◆ **TRY IT**: Counting only lines below that contain the string "entry", give the total as a single number.

◆ **DATASET CONTENT**:
══════

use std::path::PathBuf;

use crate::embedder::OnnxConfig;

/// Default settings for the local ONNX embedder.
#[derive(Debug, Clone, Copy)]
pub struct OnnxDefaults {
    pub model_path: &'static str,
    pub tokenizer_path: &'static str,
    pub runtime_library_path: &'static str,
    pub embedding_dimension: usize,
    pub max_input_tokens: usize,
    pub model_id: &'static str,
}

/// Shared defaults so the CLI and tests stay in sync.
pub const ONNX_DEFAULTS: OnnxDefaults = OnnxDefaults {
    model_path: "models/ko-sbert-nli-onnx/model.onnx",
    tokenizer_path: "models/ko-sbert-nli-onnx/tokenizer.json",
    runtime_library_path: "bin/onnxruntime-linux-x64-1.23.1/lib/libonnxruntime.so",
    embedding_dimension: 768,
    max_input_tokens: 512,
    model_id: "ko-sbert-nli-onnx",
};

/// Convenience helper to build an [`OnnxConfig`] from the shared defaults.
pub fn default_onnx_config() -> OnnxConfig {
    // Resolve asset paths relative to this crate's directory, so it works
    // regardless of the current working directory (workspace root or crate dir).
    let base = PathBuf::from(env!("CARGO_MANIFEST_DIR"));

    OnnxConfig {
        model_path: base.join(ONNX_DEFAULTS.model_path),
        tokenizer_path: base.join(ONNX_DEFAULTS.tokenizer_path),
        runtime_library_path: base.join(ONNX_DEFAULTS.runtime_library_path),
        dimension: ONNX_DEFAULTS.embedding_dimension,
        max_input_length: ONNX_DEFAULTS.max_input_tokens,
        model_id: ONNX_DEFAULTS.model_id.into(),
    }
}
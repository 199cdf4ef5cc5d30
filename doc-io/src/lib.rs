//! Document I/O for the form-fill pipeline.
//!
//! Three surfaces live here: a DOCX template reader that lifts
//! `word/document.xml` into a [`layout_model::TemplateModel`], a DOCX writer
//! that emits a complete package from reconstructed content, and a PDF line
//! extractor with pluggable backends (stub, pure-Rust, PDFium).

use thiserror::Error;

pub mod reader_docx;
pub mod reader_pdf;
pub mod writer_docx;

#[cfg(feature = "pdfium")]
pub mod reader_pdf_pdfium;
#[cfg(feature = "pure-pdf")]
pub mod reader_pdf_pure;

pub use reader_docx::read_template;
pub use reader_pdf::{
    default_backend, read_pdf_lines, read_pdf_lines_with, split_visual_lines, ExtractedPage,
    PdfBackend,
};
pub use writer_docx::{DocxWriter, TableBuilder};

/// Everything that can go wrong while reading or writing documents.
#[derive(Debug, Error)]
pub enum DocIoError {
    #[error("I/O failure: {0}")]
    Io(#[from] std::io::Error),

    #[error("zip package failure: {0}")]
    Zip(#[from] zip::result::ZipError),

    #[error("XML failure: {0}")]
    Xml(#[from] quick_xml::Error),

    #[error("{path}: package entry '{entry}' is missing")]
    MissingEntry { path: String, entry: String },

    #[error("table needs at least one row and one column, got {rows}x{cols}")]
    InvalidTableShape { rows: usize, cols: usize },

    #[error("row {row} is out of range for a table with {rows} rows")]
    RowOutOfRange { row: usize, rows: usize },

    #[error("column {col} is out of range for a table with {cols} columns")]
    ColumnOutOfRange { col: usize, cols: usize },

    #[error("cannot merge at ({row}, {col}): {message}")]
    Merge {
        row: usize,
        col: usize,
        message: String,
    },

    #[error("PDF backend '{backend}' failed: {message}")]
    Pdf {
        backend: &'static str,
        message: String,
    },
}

══════

◆ **ANSWER BOX**: 2